Under the pressure of the election year and high unemployment, five U.S. senators Tuesday proposed legislation on stiff penalties against China in case it fails to boost the value of its currency.
This is part of a series of outcries by U.S. lawmakers against what they said was a deliberately undervalued yuan. On Monday, 130 U.S. congressmen wrote to the government, demanding the Obama administration take actions to appreciate the yuan against the dollar.
However, UNCTAD noted that both absolutely fixed/pegged and fully flexible/floating exchange rate systems were "suboptimal." Experience shows that these corner solutions helped cause volatility and aggravated global imbalances.
According to the UN agency, as a response to the current global crisis that originated elsewhere, China has done more than any other emerging economies to stimulate domestic demand.

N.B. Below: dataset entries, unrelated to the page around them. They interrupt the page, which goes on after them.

// src/route/router.rs

//! Per-subtask backend assignment.
//!
//! Routing is stateless: each subtask is assigned independently against the
//! catalog snapshot, so the order subtasks are routed in never changes the
//! outcome.

use std::collections::HashMap;

use serde::Serialize;
use tracing::{debug, warn};

use crate::dag::graph::SubtaskGraph;
use crate::dag::subtask::{Subtask, SubtaskId};
use crate::route::catalog::{BackendCatalog, BackendDescriptor};

/// Prompt overhead added on top of the work-unit estimate when checking a
/// backend's context window, in work units.
const PROMPT_OVERHEAD_UNITS: u64 = 512;

/// The routing decision for one subtask.
#[derive(Debug, Clone, Serialize)]
pub struct Assignment {
    pub subtask_id: SubtaskId,
    pub backend_id: String,

    /// True when no backend satisfied the routing filters and the most
    /// capable one was chosen regardless of cost.
    pub best_effort: bool,

    /// `cost_per_unit` × estimated work units for this subtask.
    pub estimated_cost: f64,
}

/// Assignments for a whole graph plus the summed cost estimate.
#[derive(Debug, Clone, Default)]
pub struct RoutingTable {
    assignments: HashMap<SubtaskId, Assignment>,
    total_cost: f64,
}

impl RoutingTable {
    pub fn get(&self, id: &str) -> Option<&Assignment> {
        self.assignments.get(id)
    }

    pub fn estimated_cost(&self) -> f64 {
        self.total_cost
    }

    pub fn len(&self) -> usize {
        self.assignments.len()
    }

    pub fn is_empty(&self) -> bool {
        self.assignments.is_empty()
    }
}

/// Estimated request size for a subtask, in work units.
fn required_context(subtask: &Subtask) -> u64 {
    u64::from(subtask.estimated_work_units) * 2 + PROMPT_OVERHEAD_UNITS
}

/// Assign one subtask to a backend.
///
/// Policy, in order:
/// 1. keep available backends whose context window covers the estimated size
/// 2. among survivors, prefer the first zero-cost backend tagged capable for
///    the subtask's kind (or, with `prefer_low_cost` off, the most capable
///    survivor)
/// 3. otherwise the cheapest survivor
/// 4. if nothing survives the filter, fall back to the most capable backend
///    regardless of cost and flag the assignment best-effort
///
/// Ties always go to the earlier catalog entry. Returns `None` only for an
/// empty catalog.
pub fn assign(
    subtask: &Subtask,
    catalog: &BackendCatalog,
    prefer_low_cost: bool,
) -> Option<Assignment> {
    let required = required_context(subtask);

    let survivors: Vec<&BackendDescriptor> = catalog
        .available()
        .filter(|d| u64::from(d.context_window) >= required)
        .collect();

    let chosen = if survivors.is_empty() {
        None
    } else if prefer_low_cost {
        survivors
            .iter()
            .find(|d| d.is_zero_cost() && d.capable_of(subtask.kind))
            .copied()
            .or_else(|| cheapest(&survivors))
    } else {
        most_capable(&survivors)
    };

    if let Some(descriptor) = chosen {
        let assignment = make_assignment(subtask, descriptor, false);
        debug!(
            subtask = %subtask.id,
            backend = %descriptor.id,
            tier = ?descriptor.tier,
            cost = assignment.estimated_cost,
            "routed subtask"
        );
        return Some(assignment);
    }

    // Nothing satisfies the filters: best-effort pick by capability. Prefer
    // available backends, but take an unavailable one over nothing.
    let all_available: Vec<&BackendDescriptor> = catalog.available().collect();
    let all_entries: Vec<&BackendDescriptor> = catalog.iter().collect();
    let fallback = most_capable(&all_available).or_else(|| most_capable(&all_entries))?;

    warn!(
        subtask = %subtask.id,
        backend = %fallback.id,
        required_units = required,
        "no backend satisfies routing filters; best-effort assignment"
    );
    Some(make_assignment(subtask, fallback, true))
}

/// Route every subtask in the graph, in input order.
pub fn route_graph(
    graph: &SubtaskGraph,
    catalog: &BackendCatalog,
    prefer_low_cost: bool,
) -> RoutingTable {
    let mut table = RoutingTable::default();

    for subtask in graph.subtasks() {
        if let Some(assignment) = assign(subtask, catalog, prefer_low_cost) {
            table.total_cost += assignment.estimated_cost;
            table.assignments.insert(subtask.id.clone(), assignment);
        }
    }

    table
}

fn make_assignment(subtask: &Subtask, descriptor: &BackendDescriptor, best_effort: bool) -> Assignment {
    Assignment {
        subtask_id: subtask.id.clone(),
        backend_id: descriptor.id.clone(),
        best_effort,
        estimated_cost: descriptor.cost_per_unit * f64::from(subtask.estimated_work_units),
    }
}

/// Cheapest entry; earlier catalog position wins ties via strict comparison.
fn cheapest<'a>(entries: &[&'a BackendDescriptor]) -> Option<&'a BackendDescriptor> {
    let mut best: Option<&'a BackendDescriptor> = None;
    for &entry in entries {
        match best {
            Some(current) if entry.cost_per_unit >= current.cost_per_unit => {}
            _ => best = Some(entry),
        }
    }
    best
}

/// Most capable entry: highest tier, then largest context window; earlier
/// catalog position wins ties.
fn most_capable<'a>(entries: &[&'a BackendDescriptor]) -> Option<&'a BackendDescriptor> {
    let mut best: Option<&'a BackendDescriptor> = None;
    for &entry in entries {
        let better = match best {
            None => true,
            Some(current) => {
                entry.tier > current.tier
                    || (entry.tier == current.tier && entry.context_window > current.context_window)
            }
        };
        if better {
            best = Some(entry);
        }
    }
    best
}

And, as a result, its import volume has expanded significantly.
Chinese private consumption increased at a breakneck speed of 9 percent in 2009 in real terms, dwarfing all the other major countries attempts to revive their domestic markets, it said.
The tensions against the Chinese yuan came one month before the U.S. Treasury Department is to decide again whether to label China a currency manipulator in a semiannual report to the Congress.
President Barack Obama urged China last Thursday to adopt a more market-oriented exchange rate, or to allow the yuan to be strengthened.
Obama s pressure on China over its currency's exchange rate is a manifestation of hypocrisy from the West and will not work, said a British economist.
The president is playing with fire ... Obama really should tread carefully. At the same time, the United States is now at risk of sparking what could be an all-out trade war, Liam Halligan said in an article in this week s Sunday Telegraph.
Halligan, chief economist at Prosperity Capital Management, argued that the Chinese yuan may not be undervalued as much as Western politicians think.
Although Chinese exports rose by 46 percent in the first two months of 2010, the rise is from a very low base -- with February 2009 being the epicenter of the U.S.-sparked sub-prime storm, he noted.
He also pointed out the fact that China's trade surplus dropped by 51 percent in the same period. That means China's gain in exports was outweighed by an import surge.
This hardly suggests the yuan, as (U.S. Treasury Secretary Tim) Geithner claims, is 'way too low,' Halligan said.
On Obama s call for China to adopt a more market-oriented exchange rate, Halligan said Washington is actually the biggest currency manipulator in the world.
The reality is that America s 'weak dollar' policy -- its long-standing practice of allowing its currency to depreciate in order to lower the value of its foreign debts -- amounts to the biggest currency manipulation in human history, Halligan said.